High Blood Pressure Diet: Which Food is Most Important for Lowering Blood Pressure?
Switching to a high blood pressure diet can be a small or big adjustment depending on your current eating habits. Either way, making small, gradual changes over time will make your transition to healthier eating much more tolerable.
But this can seem overwhelming even if you already follow a relatively healthy diet. Is there one food that you should focus on eating more of than all the rest? There might be — and there’s a chance you’re already eating s small amount of it.
Possible high blood pressure causes
High blood pressure affects millions of Americans, putting them at risk for heart attacks, strokes, and other chronic conditions. With the right medications and lifestyle changes, it’s fairly manageable for most people once diagnosed. What isn’t always so simple is identifying the cause.
This is because possible causes of high blood pressure range from genes to weight to alcohol intake and more. Physical inactivity and diet, however, are extremely common risk factors for developing hypertension and heart problems.
What’s clear from decades’ worth of research is that what you eat — or don’t — can make a huge difference in your long-term health.
If you’re at risk for developing high blood pressure, or you already have it, your doctor or dietitian might recommend making changes such as reducing your sodium intake. There’s a very good reason for this recommendation.
Why are salty foods bad for you?
Put simply, salt raises blood pressure — especially if you eat a lot of foods high in sodium over a long period of time.
Eating too much salt puts a lot of unnecessary stress on your body. Your kidneys, for example, can only filter so much salt out of your blood at a time. Overworking them wears them down and making them less efficient.
Salt also forces your body to hold in more water, which increases your blood pressure because your heart has to work harder to pump blood efficiently through various parts of your body — including your kidneys and other organs.
Unfortunately, excess salt can be a major contributor to high blood pressure — as can large amounts of refined sugar. But sometimes, instead of focusing on what not to eat, it’s more helpful to think about what you should be eating more of to get your blood pressure under control.
High blood pressure diet: What to eat to lower blood pressure
Eating to lower blood pressure isn’t easy when you aren’t used to incorporating a variety of foods into your meals and snacks. But just because it’s challenging doesn’t mean it’s impossible.
The best way to initiate change for many people in this situation is to pick one type of food to eat less of and one to eat more of. For example, you might start by pledging to eat ice cream only once per week, and begin eating vegetables at least once per day.
If you only make one change to your diet in an attempt to reduce your blood pressure — at least in the beginning — make sure it’s all about fiber.

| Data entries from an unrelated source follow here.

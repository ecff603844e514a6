//! # CLI Module
//!
//! Command-line interface for filsign.
//!
//! ## Module Structure
//!
//! - [`args`] - Argument parsing and CLI structure definitions
//! - [`commands`] - Command handler implementations
//!
//! ## Commands
//!
//! - `filsign wallet new [secp256k1|bls]` - Generate a key
//! - `filsign wallet list [--details]` - List vault addresses with balances
//! - `filsign wallet export <ADDR>` - Print a key in Lotus hex format
//! - `filsign wallet import [--format hex-lotus|json-lotus|gfc-json] [FILE|-]` - Import a key
//! - `filsign wallet balance <ADDR>` - Show an address balance
//! - `filsign wallet delete <ADDR> [--force]` - Delete a key
//! - `filsign send --from <ADDR> <TO> <AMOUNT>` - Transfer FIL
//! - `filsign batch <FILE>` - Run a file of transfers
//! - `filsign mpool push --msg <HEX>` - Broadcast a signed message
//! - `filsign withdraw <MINER> <AMOUNT>` - Withdraw miner balance
//! - `filsign market withdraw <ADDR> <AMOUNT>` - Withdraw market escrow
//! - `filsign actor set-owner <MINER> --new-owner <ADDR> --from <ADDR>` - Owner change
//! - `filsign actor propose-change-worker <MINER> [--worker <ADDR>] [--control <ADDR>...]`
//! - `filsign actor confirm-change-worker <MINER> --worker <ADDR>`
//! - `filsign actor info <MINER>` - Miner addresses and balances
//! - `filsign config [path|init [--force]]` - Show, locate or create the config file
//!
//! Signing commands only act with `--really-do-it`.

pub mod args;
pub mod commands;

// Re-export main types for convenience
pub use args::{
    ActorCommands, BatchArgs, Cli, Commands, ConfigAction, ImportArgs, ImportFormat, KeyType,
    MarketCommands, MpoolCommands, SendArgs, WalletCommands, WithdrawArgs,
};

Foods high in fiber include mostly fruits, vegetables, and whole grains — think berries, spinach, and oatmeal made from real oats.
Fiber, present in plant-based foods, helps to lower blood pressure and reduce your risk of related diseases, though researchers aren’t exactly sure why. It may be one of the most important things you can include in your diet to keep your heart healthy and live a longer, healthier life.